In time, this spot right here will include a more complete bio about our daughter, Talia.  Right now, we've been on a big push to make her art available to the world as the 3rd anniversary of her death approaches (Feb. 20, 2014), and that means that we haven't yet written a proper "about Talia" page, even though we think it is very important to do so!  (It's also incredibly hard to do--heart wrenching, really, to have to think about how to write a bio on our dead daughter, whom we loved so much and who died so tragically the day after a surgery.) 

So while we haven't yet tackled this page on her website, suffice it to say, for now, that she was just an extraordinary being of light, and all who knew her well (and I really mean all), miss her so much.  She was petite, but broad shouldered, athletic, driven, creative, determined, open, spontaneous, superstitious, warm, helpful, thoughtful, in touch with every part of her being--body, mind and spirit.  She was a bouncy, energetic kid who grew into a lovely and loving young woman with crazy curly red/strawberry blonde/penny colored hair, big blue eyes, and truly the longest eyelashes I've ever seen on anybody.  

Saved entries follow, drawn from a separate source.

//! Inter-processor signaling.
//!
//! Each core owns a pending-operation bitmask mutated with atomic
//! read-modify-write. A sender sets the signal bit in the target's mask,
//! issues a full fence, then rings the target's doorbell through the
//! interrupt controller; a receiver that observes the doorbell is therefore
//! guaranteed to observe the bit. The receiver drains its mask with an atomic
//! swap-to-zero loop until empty, so a signal posted between two swaps is
//! picked up by the next iteration and none is lost to a check/clear race.

use std::sync::atomic::{fence, AtomicU32, Ordering};
use std::sync::{Mutex, PoisonError};
use std::time::{Duration, Instant};

use tracing::error;

use crate::common::KernelError;
use crate::traits::{DoorbellOutcome, InterruptController};

/// The cross-core signal kinds.
#[derive(Clone, Copy, Debug, PartialEq, Eq)]
pub enum IpiKind {
    /// Ask the target core to reschedule.
    Reschedule = 0,
    /// Ask the target core to run its queued cross-core requests.
    CallFunc = 1,
    /// Ask the target core to go offline.
    Stop = 2,
    /// A freshly-started core acknowledging bring-up to the boot core.
    StartAck = 3,
}

impl IpiKind {
    /// Every kind, in drain order.
    pub const ALL: [Self; 4] = [Self::Reschedule, Self::CallFunc, Self::Stop, Self::StartAck];

    /// The mask bit for this kind.
    pub fn bit(self) -> u32 {
        1 << (self as u32)
    }
}

/// Delivery statistics for one core's mailbox.
#[derive(Clone, Copy, Debug, Default, PartialEq, Eq)]
pub struct IpiStats {
    delivered: [u64; 4],
    /// Doorbells taken with nothing pending (a sender's bit was already
    /// drained by an earlier doorbell).
    pub empty_drains: u64,
}

impl IpiStats {
    /// Signals of the given kind this core has executed.
    pub fn delivered(&self, kind: IpiKind) -> u64 {
        self.delivered[kind as usize]
    }
}

/// The per-core pending-signal mailboxes.
pub struct IpiBoard {
    masks: Vec<AtomicU32>,
    stats: Vec<Mutex<IpiStats>>,
}

impl std::fmt::Debug for IpiBoard {
    fn fmt(&self, f: &mut std::fmt::Formatter<'_>) -> std::fmt::Result {
        f.debug_struct("IpiBoard")
            .field("cores", &self.masks.len())
            .finish()
    }
}

impl IpiBoard {
    /// Creates mailboxes for `num_cores` cores.
    pub fn new(num_cores: usize) -> Self {
        Self {
            masks: (0..num_cores).map(|_| AtomicU32::new(0)).collect(),
            stats: (0..num_cores).map(|_| Mutex::new(IpiStats::default())).collect(),
        }
    }

    /// Number of mailboxes.
    pub fn num_cores(&self) -> usize {
        self.masks.len()
    }

    /// Sets one pending bit in `dest`'s mask.
    pub fn post(&self, dest: usize, kind: IpiKind) {
        self.masks[dest].fetch_or(kind.bit(), Ordering::SeqCst);
    }

    /// Raw pending mask of `core`, for diagnostics.
    pub fn pending(&self, core: usize) -> u32 {
        self.masks[core].load(Ordering::SeqCst)
    }

    /// Drains `core`'s mask until empty, returning every observed signal.
    ///
    /// Bits accumulated between swap iterations are picked up before the
    /// drain returns; each set bit yields its kind exactly once per posting.
    pub fn drain(&self, core: usize) -> Vec<IpiKind> {
        let mut kinds = Vec::new();
        loop {
            let bits = self.masks[core].swap(0, Ordering::SeqCst);
            if bits == 0 {
                break;
            }
            for kind in IpiKind::ALL {
                if bits & kind.bit() != 0 {
                    kinds.push(kind);
                }
            }
        }
        let mut stats = self.stats[core]
            .lock()
            .unwrap_or_else(PoisonError::into_inner);
        if kinds.is_empty() {
            stats.empty_drains += 1;
        }
        for kind in &kinds {
            stats.delivered[*kind as usize] += 1;
        }
        kinds
    }

    /// Snapshot of `core`'s delivery statistics.
    pub fn stats(&self, core: usize) -> IpiStats {
        *self.stats[core]
            .lock()
            .unwrap_or_else(PoisonError::into_inner)
    }
}

/// Rings `dest`'s doorbell, retrying while the controller is not ready.
///
/// # Errors
///
/// [`KernelError::InvalidTarget`] on an invalid destination,
/// [`KernelError::CoreUnreachable`] when the retry budget expires. Both are
/// logged; neither affects the local core.
pub fn ring(
    ctrl: &mut dyn InterruptController,
    dest: usize,
    timeout_ms: u64,
) -> Result<(), KernelError> {
    let deadline = Instant::now() + Duration::from_millis(timeout_ms);
    loop {
        match ctrl.target(dest) {
            DoorbellOutcome::Delivered(_) => return Ok(()),
            DoorbellOutcome::NotReady => {
                if Instant::now() >= deadline {
                    error!(core = dest, timeout_ms, "doorbell retry budget exhausted");
                    return Err(KernelError::CoreUnreachable {
                        core: dest,
                        waited_ms: timeout_ms,
                    });
                }
                std::hint::spin_loop();
            }
            DoorbellOutcome::Invalid => {
                error!(core = dest, "invalid doorbell destination");
                return Err(KernelError::InvalidTarget { core: dest });
            }
        }
    }
}

/// Posts one signal to `dest` and rings its doorbell.
///
/// The fence between the post and the ring is the ordering guarantee the
/// receiver relies on: observing the doorbell implies observing the bit.
///
/// # Errors
///
/// Propagates the doorbell failures from [`ring`]; the pending bit stays set
/// either way, so a later doorbell still delivers the signal.
pub fn send(
    board: &IpiBoard,
    ctrl: &mut dyn InterruptController,
    dest: usize,
    kind: IpiKind,
    timeout_ms: u64,
) -> Result<(), KernelError> {
    if dest >= board.num_cores() {
        error!(core = dest, "signal to nonexistent core");
        return Err(KernelError::InvalidTarget { core: dest });
    }
    board.post(dest, kind);
    fence(Ordering::SeqCst);
    ring(ctrl, dest, timeout_ms)
}
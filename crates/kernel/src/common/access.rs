//! Memory access kinds.
//!
//! Categorizes the access a trap was attempting, which decides the permission
//! the TLB-fill engine must find and which translation-cache view (execute or
//! read/write) an installed entry exposes.

use std::fmt;

/// The kind of memory access that faulted.
#[derive(Clone, Copy, Debug, PartialEq, Eq)]
pub enum Access {
    /// Data read.
    Read,
    /// Data write.
    Write,
    /// Instruction fetch.
    Exec,
}

impl fmt::Display for Access {
    fn fmt(&self, f: &mut fmt::Formatter<'_>) -> fmt::Result {
        let s = match self {
            Access::Read => "read",
            Access::Write => "write",
            Access::Exec => "exec",
        };
        write!(f, "{s}")
    }
}
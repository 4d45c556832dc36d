//! Register-frame store.
//!
//! Fixed-layout records of trapped register state, chained on each thread's
//! privileged stack. This module provides:
//! 1. **Frames:** The `Minimal`/`Full` variant record and its binary layout.
//! 2. **Privileged Stack:** Downward-growing storage with offset-based
//!    frame linkage and strict LIFO discipline.

/// Privileged stack and frame layout.
pub mod stack;

pub use stack::{FrameKind, PrivStack, SavedFrame, StackError};
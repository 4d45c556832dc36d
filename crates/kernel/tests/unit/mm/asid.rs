//! ASID allocator tests.
//!
//! Verifies the MMU-context id space:
//! - Reserved ids are never handed out
//! - No id is granted while marked in use
//! - Round-robin reuse with wraparound rescan
//! - Exhaustion fails the allocation instead of evicting

use mk32_kernel::common::constants::{ASID_INIT, ASID_NONE, NR_ASIDS};
use mk32_kernel::mm::AsidAllocator;
use pretty_assertions::assert_eq;
use proptest::prelude::*;

#[test]
fn fresh_allocator_reserves_none_and_init() {
    let a = AsidAllocator::new();
    assert!(a.in_use(ASID_NONE));
    assert!(a.in_use(ASID_INIT));
    assert_eq!(a.in_use_count(), 2);
}

#[test]
fn first_grant_is_the_first_non_reserved_id() {
    let mut a = AsidAllocator::new();
    assert_eq!(a.get(), Some(2));
}

#[test]
fn grants_are_unique_while_held() {
    let mut a = AsidAllocator::new();
    let mut seen = std::collections::HashSet::new();
    for _ in 0..100 {
        let id = a.get().unwrap();
        assert!(id != ASID_NONE && id != ASID_INIT);
        assert!(seen.insert(id), "id {id} granted twice while in use");
    }
}

#[test]
fn put_then_get_may_return_the_same_id() {
    let mut a = AsidAllocator::new();
    let first = a.get().unwrap();
    let second = a.get().unwrap();
    a.put(first);
    // Round-robin continues past `second`, wraps, and finds `first` again.
    let mut reused = None;
    for _ in 0..NR_ASIDS {
        let id = a.get().unwrap();
        if id == first {
            reused = Some(id);
            break;
        }
    }
    assert_eq!(reused, Some(first));
    assert!(a.in_use(second));
}

#[test]
fn exhaustion_returns_none_without_evicting() {
    let mut a = AsidAllocator::new();
    let usable = NR_ASIDS - 2;
    for _ in 0..usable {
        assert!(a.get().is_some());
    }
    assert_eq!(a.in_use_count(), NR_ASIDS);
    assert_eq!(a.get(), None);
    // Releasing one id makes exactly that id grantable again.
    a.put(1234);
    assert_eq!(a.get(), Some(1234));
    assert_eq!(a.get(), None);
}

#[test]
fn wraparound_rescan_finds_freed_low_ids() {
    let mut a = AsidAllocator::new();
    for _ in 0..(NR_ASIDS - 2) {
        a.get().unwrap();
    }
    a.put(2);
    a.put(3);
    // Allocation wrapped past the top of the space; rescan starts low.
    assert_eq!(a.get(), Some(2));
    assert_eq!(a.get(), Some(3));
    assert_eq!(a.get(), None);
}

proptest! {
    /// An id is granted at most once between its release points.
    #[test]
    fn no_aliasing_under_random_churn(ops in prop::collection::vec(prop::bool::ANY, 1..200)) {
        let mut a = AsidAllocator::new();
        let mut held: Vec<u16> = Vec::new();
        for take in ops {
            if take || held.is_empty() {
                if let Some(id) = a.get() {
                    prop_assert!(!held.contains(&id));
                    held.push(id);
                }
            } else {
                let id = held.swap_remove(held.len() / 2);
                a.put(id);
                prop_assert!(!a.in_use(id));
            }
        }
    }
}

Talia also had EDS (Ehlers-Danlos Syndrome), a rare disease that caused a lot of problems over the years--although we didn't know it was EDS for a long time.  EDS/hypermobility type is a disease of laxity in the joints, a disease involving disordered collagen--the connective tissue of the body; and Talia was our loosey-goosey kid whose nickname from her aunt, ironically, was "Stretch."  Over time, Talia's neck became a source of pain, discomfort, and serious trouble, and ultimately she needed a multiple-level fusion of her upper cervical spine to help give her neck the stability it was lacking. Unfortunately, things went very wrong--she had breathing difficulties from the time she got out of surgery--and the next day her airway occluded. She was without air for so long that she was left comatose and died on her 10th day in the hospital. 

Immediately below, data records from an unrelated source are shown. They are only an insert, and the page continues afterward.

//! Context-switch primitive.
//!
//! Transfers a core from one thread to another: saves the outgoing thread's
//! minimal register frame, restores the incoming thread's most recent frame,
//! and re-derives the hardware MMU-context tag and privilege mode for the
//! incoming thread. Reached only through the privileged-only switch call; the
//! dispatcher never decides *which* thread comes next.
//!
//! A `Minimal` frame suffices for the outgoing side because the switch call
//! site is an ordinary function call: the calling convention already made the
//! caller-saved registers dead.

use thiserror::Error;

use crate::common::constants::{ASID_USER_BIT, SYSOP_WIDTH};
use crate::frame::{FrameKind, StackError};
use crate::mm::{SpaceId, SpaceTable};
use crate::trap::cause::{SysOpcode, TrapCause};

use super::core_state::CoreState;
use super::thread::{ThreadId, ThreadTable};

/// Ways a context switch can fail.
///
/// Every variant is a protocol violation: the switch call is privileged-only
/// and its arguments come from kernel code, so a bad id or a bad stack means
/// an invariant upstream already broke. The dispatcher converts these into a
/// fatal with a diagnostic dump.
#[derive(Clone, Copy, Debug, Error, PartialEq, Eq)]
pub enum SwitchError {
    /// A switch argument named a thread that does not exist.
    #[error("switch to unknown thread {0}")]
    UnknownThread(ThreadId),
    /// The incoming thread's address space does not exist.
    #[error("thread references unknown address space {0}")]
    UnknownSpace(SpaceId),
    /// Saving or restoring a frame failed.
    #[error("switch frame error: {0}")]
    Stack(#[from] StackError),
    /// The core's MMU-context id space is exhausted.
    #[error("no free MMU context on this core")]
    NoContext,
}

/// Switches `core` from `prev` to `next`.
///
/// With `prev` present, the outgoing thread's live context is saved as a
/// `Minimal` frame on its privileged stack; with `prev` absent the outgoing
/// context is discarded (boot handoff, thread exit). The incoming thread's
/// most recent frame is popped and restored, with:
///
/// * resume PC taken from the popped frame, advanced past the trapping
///   opcode when that frame was produced by a syscall;
/// * `%1` carrying the outgoing thread id (the switch call's return value)
///   when `prev` is present, else the frame's own saved `%1` when the frame
///   is `Full` (a `Minimal` frame never captured it, so the live value
///   stands);
/// * privilege mode on resume derived from the incoming thread's
///   privileged-stack emptiness;
/// * the hardware MMU-context tag re-derived from the incoming thread's
///   address space, lazily binding an ASID on first run here, with a local
///   ASID-scoped flush when the thread migrated from another core.
///
/// # Errors
///
/// Any [`SwitchError`]; the core's live state is left unchanged on the
/// save-side errors, partially switched states never escape because restore
/// errors occur before any live-register write.
pub fn switch_context(
    core: &mut CoreState,
    threads: &mut ThreadTable,
    spaces: &mut SpaceTable,
    prev: Option<ThreadId>,
    next: ThreadId,
    opcode: SysOpcode,
) -> Result<(), SwitchError> {
    if let Some(prev_id) = prev {
        let prev_t = threads
            .get_mut(prev_id)
            .ok_or(SwitchError::UnknownThread(prev_id))?;
        prev_t
            .stack
            .push(FrameKind::Minimal, TrapCause::SysOp, opcode, &core.live)?;
    }

    let next_t = threads
        .get_mut(next)
        .ok_or(SwitchError::UnknownThread(next))?;
    let frame = next_t.stack.pop()?;

    frame.restore_into(&mut core.live);
    let mut pc = frame.pc();
    if frame.cause == TrapCause::SysOp {
        pc = pc.wrapping_add(SYSOP_WIDTH);
    }
    core.live.pc = pc;
    match prev {
        Some(prev_id) => core.live.file.set_ret(prev_id),
        // A Minimal frame never captured %1; the live value stands.
        None if frame.kind == FrameKind::Full => core.live.file.set_ret(frame.ret()),
        None => {}
    }

    let to_user = next_t.in_user();

    let space = spaces
        .get_mut(next_t.space)
        .ok_or(SwitchError::UnknownSpace(next_t.space))?;
    let asid = space
        .activate(core.id(), &mut core.asids)
        .ok_or(SwitchError::NoContext)?;

    // A thread migrating in may have left stale translations here from an
    // earlier tenure; drop everything tagged with its context.
    match next_t.last_core {
        Some(last) if last != core.id() => core.tlb.flush_asid(asid),
        _ => {}
    }
    next_t.last_core = Some(core.id());

    core.hw_asid = u32::from(asid) | if to_user { ASID_USER_BIT } else { 0 };
    core.current = next;
    core.stats.switches += 1;
    Ok(())
}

Talia was working on art literally up to the moment she died. She took her last water color and pen piece with her to the hospital as well as markers to decorate the neck collar she would be in for the next several months. When we returned to her home after her surgery, it was a factory-land of "creation," with stations set up in the living room, dining room, and studio where she was working on multiple different types of projects.  On this website, we focus primarily on her 2D watercolor and pen pieces, as they are the most replicable.  Her metal sculptures were deep and expressive, her textile work, accordion book series and cards were whimsical and sweet, her print-making original and expressive.  (We hope to post photos of these other works in time.)  We hope that you will love seeing her art, and that, if you choose to purchase some, it will remind you of the spirited young woman Talia was--a person who loved life, loved her family, loved to kick some ass on a soccer field, loved to spend time with friends and family, and always, always, was creating something new.  She was a wonder.

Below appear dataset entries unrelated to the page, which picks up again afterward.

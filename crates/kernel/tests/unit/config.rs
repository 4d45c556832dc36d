//! Configuration parsing and default tests.

use mk32_kernel::config::Config;
use pretty_assertions::assert_eq;
use rstest::rstest;

#[test]
fn defaults_describe_a_single_core_software_walked_machine() {
    let config = Config::default();
    assert_eq!(config.smp.num_cores, 1);
    assert_eq!(config.smp.ipi_timeout_ms, 10_000);
    assert_eq!(config.mmu.tlb_entries, 256);
    assert!(!config.mmu.hw_walker);
    assert_eq!(config.stack_size.bytes(), 8192);
}

#[test]
fn empty_json_yields_defaults() {
    let config = Config::from_json("{}").unwrap();
    assert_eq!(config.smp.num_cores, Config::default().smp.num_cores);
    assert_eq!(config.stack_size, Config::default().stack_size);
}

#[test]
fn nested_overrides_apply() {
    let config = Config::from_json(
        r#"{
            "stack_size": 16384,
            "mmu": { "tlb_entries": 64, "hw_walker": true },
            "smp": { "num_cores": 4, "ipi_timeout_ms": 500 }
        }"#,
    )
    .unwrap();
    assert_eq!(config.stack_size.bytes(), 16384);
    assert_eq!(config.mmu.tlb_entries, 64);
    assert!(config.mmu.hw_walker);
    assert_eq!(config.smp.num_cores, 4);
    assert_eq!(config.smp.ipi_timeout_ms, 500);
}

#[test]
fn partial_section_keeps_other_fields_default() {
    let config = Config::from_json(r#"{ "smp": { "num_cores": 2 } }"#).unwrap();
    assert_eq!(config.smp.num_cores, 2);
    assert_eq!(config.smp.ipi_timeout_ms, 10_000);
}

#[rstest]
#[case(4096)]
#[case(8192)]
#[case(65536)]
fn power_of_two_stack_sizes_accepted(#[case] size: u32) {
    let config = Config::from_json(&format!(r#"{{ "stack_size": {size} }}"#)).unwrap();
    assert_eq!(config.stack_size.bytes(), size);
}

#[rstest]
#[case(0)]
#[case(100)]
#[case(8191)]
fn non_power_of_two_stack_sizes_rejected(#[case] size: u32) {
    let err = Config::from_json(&format!(r#"{{ "stack_size": {size} }}"#));
    assert!(err.is_err());
}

We have chosen to leave her artist statement here, intact, as she wrote it herself just months before she died.  Below it, we have posted a slideshow that is a retrospective of her life.  We hope you will get a sense of the Talia we loved so much.  

Please feel free to write any comments about Talia or her art, or contact us.   We love hearing from people, and though Talia's ability to exist in the world was stripped from her, her art and her story carry on here, with you.  

Naomi and Jeff (Talia's parents)


Talia's Artist Statement


I am a body-inspired, body-based artist, located in Eugene, OR. Since I first became chronically ill at the age of 11, I have used art as a processing tool. As a seventh grader, I began creating abstract pastel pieces to convey some of the physical sensations I couldn't describe with words. Though my media, techniques, and skills have developed since then, the concept behind my work is much the same. I create art to express what is going on in my body. Through art, I can explore my relationship to pain, fear, and the emotional discomfort of medical unknowns.  In all of my work, 2D and 3D alike, I let my body's discomfort and my mind's distress help lead me through each piece.